The price ceilings sought by the group are €1.10 per liter of petrol, €1.20 per liter of diesel, 65 cents per liter of green diesel and 65 cents per liter of heating oil.
AA Ireland’s most recent price survey found that the average price per liter of diesel was €1.90, while petrol was €1.82.
The Department for Transport said it would not comment on the protests, but in a statement it pointed out that the government had recently opened a support scheme of €100 per week for each licensed HGV, which costs 18 million euros and will last for eight weeks
It also reduced the excise duty of 20 cents per liter of gasoline, 15 cents per liter of diesel and 2 cents the excise duty levied on marked diesel fuel.
VAT-registered businesses can deduct the VAT they are charged on the purchase of business inputs, such as on-road diesel and other automobile expenses.
The Garda press office said traffic in the city had shifted overall, with major disruption confined to the east of the city around the port.
The protest against rising fuel prices was much smaller than previous protests in the Dublin Port area.
Traffic to and from the port has been diverted down Sheriff Street Upper and away from the East Wall Bridge which is blocked closest to Point Village.
The streets of Dublin were largely deserted on Monday morning as motorists appeared to heed advice to stay away from the city centre.
A Garda spokesman said there were no significant traffic problems following the protest.
None of the truckers participating in the protest wanted to give their full name. A few said they were targeted after the previous protest.

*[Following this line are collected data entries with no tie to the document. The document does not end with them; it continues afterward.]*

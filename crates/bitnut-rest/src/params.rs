//! Ordered parameter container for query strings and form bodies

use crate::error::{RestError, RestResult};
use std::fmt::Display;

/// Ordered key/value parameters for one request
///
/// Keys are unique: setting an existing key replaces its value in place, so
/// the encoded output keeps the order in which keys were first set. The signed
/// payload depends on this order.
#[derive(Debug, Clone, Default, PartialEq, Eq)]
pub struct Params {
    entries: Vec<(String, String)>,
}

impl Params {
    /// Create an empty container
    pub fn new() -> Self {
        Self::default()
    }

    /// Store `value` under `key`, overwriting any previous value
    pub fn set(&mut self, key: impl Into<String>, value: impl Display) -> &mut Self {
        let key = key.into();
        let value = value.to_string();

        match self.entries.iter_mut().find(|(k, _)| *k == key) {
            Some(entry) => entry.1 = value,
            None => self.entries.push((key, value)),
        }
        self
    }

    /// Value stored under `key`
    pub fn get(&self, key: &str) -> Option<&str> {
        self.entries
            .iter()
            .find(|(k, _)| k == key)
            .map(|(_, v)| v.as_str())
    }

    /// Number of parameters
    pub fn len(&self) -> usize {
        self.entries.len()
    }

    /// Whether no parameters are set
    pub fn is_empty(&self) -> bool {
        self.entries.is_empty()
    }

    /// Iterate over parameters in insertion order
    pub fn iter(&self) -> impl Iterator<Item = (&str, &str)> {
        self.entries.iter().map(|(k, v)| (k.as_str(), v.as_str()))
    }

    /// Encode as `application/x-www-form-urlencoded`, in insertion order
    pub fn encode(&self) -> RestResult<String> {
        serde_urlencoded::to_string(&self.entries)
            .map_err(|e| RestError::Validation(format!("cannot encode parameters: {e}")))
    }
}
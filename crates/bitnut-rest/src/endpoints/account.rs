//! Private account endpoints
//!
//! These endpoints require authentication.

use super::{impl_call_settings, CallContext};
use crate::client::BitnutClient;
use crate::error::RestResult;
use crate::request::{Request, SecurityType};
use crate::types::{Balance, Envelope};
use tracing::instrument;

const BALANCE_PATH: &str = "/v1/asset/balance";

/// Private account endpoints
pub struct AccountEndpoints<'a> {
    call: CallContext<'a>,
}

impl_call_settings!(AccountEndpoints);

impl<'a> AccountEndpoints<'a> {
    pub fn new(client: &'a BitnutClient) -> Self {
        Self {
            call: CallContext::new(client),
        }
    }

    /// Get the balance of one coin
    ///
    /// # Arguments
    /// * `coin` - Asset symbol (e.g., "BTC")
    #[instrument(skip(self))]
    pub async fn balance(&self, coin: &str) -> RestResult<Balance> {
        let mut request = Request::post(BALANCE_PATH).with_security(SecurityType::Signed);
        request.set_form_param("coin", coin);

        let envelope: Envelope<Balance> = self.call.send_json(request).await?;
        envelope.into_data()
    }
}
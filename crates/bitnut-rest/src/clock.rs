//! Wall-clock source for request timestamps

use std::time::{SystemTime, UNIX_EPOCH};

/// Source of the local wall-clock time in milliseconds since the Unix epoch
pub trait Clock: Send + Sync {
    fn now_millis(&self) -> i64;
}

/// The system clock
#[derive(Debug, Clone, Copy, Default)]
pub struct SystemClock;

impl Clock for SystemClock {
    fn now_millis(&self) -> i64 {
        // A clock set before 1970 yields a negative timestamp
        match SystemTime::now().duration_since(UNIX_EPOCH) {
            Ok(elapsed) => elapsed.as_millis() as i64,
            Err(err) => -(err.duration().as_millis() as i64),
        }
    }
}
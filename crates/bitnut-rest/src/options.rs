//! Per-call request customization
//!
//! A [`RequestOption`] mutates the [`Request`] right before it is signed.
//! Options run in the order they were supplied.

use crate::request::Request;
use reqwest::header::{HeaderName, HeaderValue};
use std::fmt::Display;
use std::sync::Arc;
use tokio::sync::watch;

/// Receives the final URL of a request built with [`RequestOption::capture_full_url`]
pub type FullUrlReceiver = watch::Receiver<Option<String>>;

/// Mutation hook applied to a request before dispatch
#[derive(Clone)]
pub struct RequestOption(Arc<dyn Fn(&mut Request) + Send + Sync>);

impl RequestOption {
    /// Wrap an arbitrary mutation
    pub fn new(f: impl Fn(&mut Request) + Send + Sync + 'static) -> Self {
        Self(Arc::new(f))
    }

    /// Inject a header
    pub fn header(name: HeaderName, value: HeaderValue) -> Self {
        Self::new(move |request| {
            request.set_header(name.clone(), value.clone());
        })
    }

    /// Add a query-string parameter
    pub fn query_param(key: impl Into<String>, value: impl Display) -> Self {
        let key = key.into();
        let value = value.to_string();
        Self::new(move |request| {
            request.set_param(key.clone(), &value);
        })
    }

    /// Capture the final URL, including the query string
    ///
    /// The receiver holds `None` until the request has been signed.
    pub fn capture_full_url() -> (Self, FullUrlReceiver) {
        let (tx, rx) = watch::channel(None);
        let tx = Arc::new(tx);

        let option = Self::new(move |request| {
            let tx = Arc::clone(&tx);
            request.observe_full_url(Arc::new(move |url: &str| {
                tx.send_replace(Some(url.to_string()));
            }));
        });

        (option, rx)
    }

    pub(crate) fn apply(&self, request: &mut Request) {
        (self.0)(request);
    }
}

impl std::fmt::Debug for RequestOption {
    fn fmt(&self, f: &mut std::fmt::Formatter<'_>) -> std::fmt::Result {
        f.write_str("RequestOption(..)")
    }
}
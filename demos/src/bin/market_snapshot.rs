//! Demo 2: Market Snapshot
//!
//! Showcases: Order book depth, 24h tickers, per-call cancellation
//!
//! Run: cargo run --bin market_snapshot -- BTCUSDT ETHUSDT

use bitnut_rest::{BitnutClient, CancellationToken, TickerQuery};
use colored::*;
use rust_decimal::Decimal;
use std::time::Duration;
use tracing_subscriber::EnvFilter;

#[tokio::main]
async fn main() -> Result<(), Box<dyn std::error::Error>> {
    tracing_subscriber::fmt()
        .with_env_filter(EnvFilter::from_default_env())
        .init();

    let mut symbols: Vec<String> = std::env::args().skip(1).collect();
    if symbols.is_empty() {
        symbols = vec!["BTCUSDT".to_string(), "ETHUSDT".to_string()];
    }

    println!("{}", "═".repeat(60).cyan());
    println!("{}", "  MARKET SNAPSHOT".cyan().bold());
    println!("{}", "  Bitnut SDK Demo - Depth and Tickers".cyan());
    println!("{}", "═".repeat(60).cyan());
    println!();

    let client = BitnutClient::new()?;

    // Give up on slow answers after five seconds
    let token = CancellationToken::new();
    let deadline = token.clone();
    tokio::spawn(async move {
        tokio::time::sleep(Duration::from_secs(5)).await;
        deadline.cancel();
    });
    let market = client.market().with_cancellation(token);

    for symbol in &symbols {
        let depth = market.depth(symbol, Some(5)).await?;
        println!("{} {}", "▸".cyan(), symbol.bold());

        for [price, qty] in depth.asks.iter().take(5).rev() {
            println!("    {} {:>14} {:>14}", "ASK".red(), price, qty);
        }
        for [price, qty] in depth.bids.iter().take(5) {
            println!("    {} {:>14} {:>14}", "BID".green(), price, qty);
        }

        match (depth.best_bid(), depth.best_ask()) {
            (Some(bid), Some(ask)) => {
                let spread = ask - bid;
                let mid = (bid + ask) / Decimal::TWO;
                let bps = spread
                    .checked_div(mid)
                    .map(|ratio| (ratio * Decimal::from(10_000)).round_dp(2));
                match bps {
                    Some(bps) => println!("    {} {} ({} bps)", "SPREAD:".yellow(), spread, bps),
                    None => println!("    {} {}", "SPREAD:".yellow(), spread),
                }
            }
            _ => println!("    {}", "Empty book".dimmed()),
        }
        println!();
    }

    let tickers = market.tickers(TickerQuery::Symbols(symbols)).await?;
    println!("{}", "24h Tickers".bold());
    for ticker in &tickers {
        let change = if ticker.price_change.starts_with('-') {
            format!("{}%", ticker.price_change_percent).red()
        } else {
            format!("+{}%", ticker.price_change_percent).green()
        };
        println!(
            "  {:<10} {:>14} {:>10}  {} {}",
            ticker.symbol,
            ticker.last_price,
            change,
            "vol".dimmed(),
            ticker.volume
        );
    }

    Ok(())
}
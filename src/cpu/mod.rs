//! CPU emulation for the LS-8.
//!
//! This module implements the complete LS-8 architecture:
//! - 256 bytes of flat RAM
//! - 8 general-purpose 16-bit registers (R7 = stack pointer)
//! - condition flags fed by CMP and by the legacy on-write comparison
//! - a fetch-decode-execute loop over the fixed one-byte opcode table

pub mod alu;
pub mod decode;
pub mod execute;
pub mod memory;
pub mod registers;

pub use alu::{AluError, AluOp};
pub use decode::{DecodeError, Instruction, Opcode};
pub use execute::{Cpu, CpuError, CpuState};
pub use memory::{Memory, MemoryError, MEMORY_SIZE};
pub use registers::{Flags, RegisterError, Registers, REGISTER_COUNT};
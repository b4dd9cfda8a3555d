//! # LS-8 Emulator
//!
//! An emulator for the LS-8, an 8-register, 256-byte virtual CPU with a
//! one-byte opcode encoding. Programs ship as `.ls8` text images (one
//! binary-encoded byte per line) and run until they execute HLT.

pub mod cpu;
pub mod prog;

// Re-export commonly used types
pub use cpu::{
    Cpu, CpuError, CpuState, Flags, Instruction, Memory, Opcode, Registers,
};
pub use prog::{disassemble, load_image, ImageError, ProgramImage};
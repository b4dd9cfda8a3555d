//! Disassembler for LS-8 program images.
//!
//! Walks the byte stream from address 0, decoding each opcode and its
//! operands. Bytes that match no table entry render as data and the walk
//! resynchronizes on the next byte.

use crate::cpu::decode::{decode, Instruction, Opcode};

/// Disassemble a byte slice to readable text, one instruction per line.
pub fn disassemble(bytes: &[u8]) -> String {
    let mut output = String::new();
    let mut addr = 0usize;

    while addr < bytes.len() {
        let raw = bytes[addr];
        match Opcode::from_byte(raw) {
            Ok(op) => {
                let count = op.operand_count();
                let mut operands = [0u8; 2];
                for (i, slot) in operands.iter_mut().enumerate().take(count) {
                    *slot = bytes.get(addr + 1 + i).copied().unwrap_or(0);
                }
                let instr = decode(op, operands[0], operands[1]);
                output.push_str(&format!("{:03}: {}\n", addr, format_instruction(&instr)));
                addr += 1 + count;
            }
            Err(_) => {
                output.push_str(&format!("{:03}: DB 0x{:02X}\n", addr, raw));
                addr += 1;
            }
        }
    }

    output
}

/// Format a decoded instruction as assembly text.
fn format_instruction(instr: &Instruction) -> String {
    match *instr {
        Instruction::Ldi { reg, value } => format!("LDI R{},{}", reg, value),
        Instruction::Prn { reg } => format!("PRN R{}", reg),
        Instruction::Add { a, b } => format!("ADD R{},R{}", a, b),
        Instruction::Mul { a, b } => format!("MUL R{},R{}", a, b),
        Instruction::Cmp { a, b } => format!("CMP R{},R{}", a, b),
        Instruction::Push { reg } => format!("PUSH R{}", reg),
        Instruction::Pop { reg } => format!("POP R{}", reg),
        Instruction::Call { reg } => format!("CALL R{}", reg),
        Instruction::Ret => "RET".to_string(),
        Instruction::Jmp { reg } => format!("JMP R{}", reg),
        Instruction::Jeq { reg } => format!("JEQ R{}", reg),
        Instruction::Jne { reg } => format!("JNE R{}", reg),
        Instruction::Hlt => "HLT".to_string(),
        // Reserved encodings disassemble by name
        Instruction::Unimplemented { opcode } => opcode.mnemonic().to_string(),
    }
}
//! Program-file handling: the `.ls8` textual image loader and the
//! disassembler. The CPU core only ever sees raw bytes; everything here
//! exists to get bytes in and readable text out.

pub mod disasm;
pub mod image;

pub use disasm::disassemble;
pub use image::{load_image, parse_image, ImageError, ProgramImage};
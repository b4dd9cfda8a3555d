//! LS-8 memory subsystem.
//!
//! The LS-8 addresses 256 bytes of flat RAM. There is no protection or
//! segmentation; the stack shares this space with program and data,
//! growing down from 0xF4.

use serde::{Deserialize, Serialize};
use thiserror::Error;

/// The number of memory cells in the LS-8.
pub const MEMORY_SIZE: usize = 256;

/// LS-8 memory: 256 byte cells.
#[derive(Clone, Serialize, Deserialize)]
pub struct Memory {
    cells: Vec<u8>,
}

impl Memory {
    /// Create a new memory with all cells zeroed.
    pub fn new() -> Self {
        Self {
            cells: vec![0; MEMORY_SIZE],
        }
    }

    /// Read a cell by address.
    ///
    /// Addresses come from registers (which hold more than 8 bits), so an
    /// out-of-range address is reported as an error rather than masked.
    #[inline]
    pub fn read(&self, addr: u16) -> Result<u8, MemoryError> {
        self.cells
            .get(addr as usize)
            .copied()
            .ok_or(MemoryError::AddressOutOfRange(addr))
    }

    /// Write a cell by address.
    #[inline]
    pub fn write(&mut self, addr: u16, value: u8) -> Result<(), MemoryError> {
        match self.cells.get_mut(addr as usize) {
            Some(cell) => {
                *cell = value;
                Ok(())
            }
            None => Err(MemoryError::AddressOutOfRange(addr)),
        }
    }

    /// Clear all memory to zeros.
    pub fn clear(&mut self) {
        for cell in &mut self.cells {
            *cell = 0;
        }
    }

    /// Load a program into memory starting at the given address.
    ///
    /// The bytes are copied verbatim; the loader has already decoded any
    /// textual representation.
    pub fn load_program(&mut self, start_addr: usize, program: &[u8]) -> Result<(), MemoryError> {
        if start_addr + program.len() > MEMORY_SIZE {
            return Err(MemoryError::ProgramTooLarge {
                size: program.len(),
                available: MEMORY_SIZE.saturating_sub(start_addr),
            });
        }

        self.cells[start_addr..start_addr + program.len()].copy_from_slice(program);

        Ok(())
    }

    /// Dump memory contents (for debugging).
    pub fn dump(&self, start: usize, count: usize) -> Vec<(usize, u8)> {
        let end = (start + count).min(MEMORY_SIZE);
        (start..end).map(|i| (i, self.cells[i])).collect()
    }
}

impl Default for Memory {
    fn default() -> Self {
        Self::new()
    }
}

impl std::fmt::Debug for Memory {
    fn fmt(&self, f: &mut std::fmt::Formatter<'_>) -> std::fmt::Result {
        // Only count non-zero cells
        let non_zero = self.cells.iter().filter(|&&cell| cell != 0).count();

        f.debug_struct("Memory")
            .field("non_zero_cells", &non_zero)
            .field("total_cells", &MEMORY_SIZE)
            .finish()
    }
}

/// Errors that can occur during memory operations.
#[derive(Debug, Clone, PartialEq, Eq, Error)]
pub enum MemoryError {
    /// Address is outside valid memory range.
    #[error("memory address {0} out of range (0-{})", MEMORY_SIZE - 1)]
    AddressOutOfRange(u16),

    /// Program is too large to fit in memory.
    #[error("program size {size} exceeds available space {available}")]
    ProgramTooLarge { size: usize, available: usize },
}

One Declan said the government’s £100-a-week grant for registered heavy goods vehicles was for the “privileged few” and did not include smaller vehicles such as vans and pick-up trucks.
He said they were ready to stay as long as it took and called on the government to intervene.
The group behind the protest, which called itself The People of Ireland Against Fuel Prices, had previously said it would not leave without a resolution on the issue and called on participants to prepare to protest “during at least a week, maybe even two”. .
The protesters were previously known as The Irish Trucker and Haulage Association against Fuel Prices.
Before Christmas, this group organized two similar demonstrations, the first of which had a major impact on traffic, while the second was much smaller than expected.
The People of Ireland Against Fuel Prices group is not affiliated with the official Irish Road Haulage Association.
In a post on Facebook, where it organized the protests, the new group said it would not be a one-day protest and would be a “long, drawn-out process until ‘to what our demands our [sic] meet”.
“We are a group of trucking companies struggling to stay afloat and we have come together, along with farmers, bus companies, taxis and the general public to protest because the price of being in business and the cost of life are not affordable. We are all in crisis,” the post said.
The group condemned the government’s plan to increase the fuel tax, referring to the carbon tax increase which is due to come into force on May 1.
Dublin Town group of companies chief executive Richard Guiney said on Monday protests and disruption were not what Dublin needed at a time when businesses were “still emerging from the pandemic”.
Speaking on RTÉ’s Morning Ireland, Mr Guiney called for dialogue with the protesting truckers, saying companies and their staff were also experiencing inflation.
He said the issue was “something we need to work on together rather than one sector impacting another, especially when that sector is still so fragile”.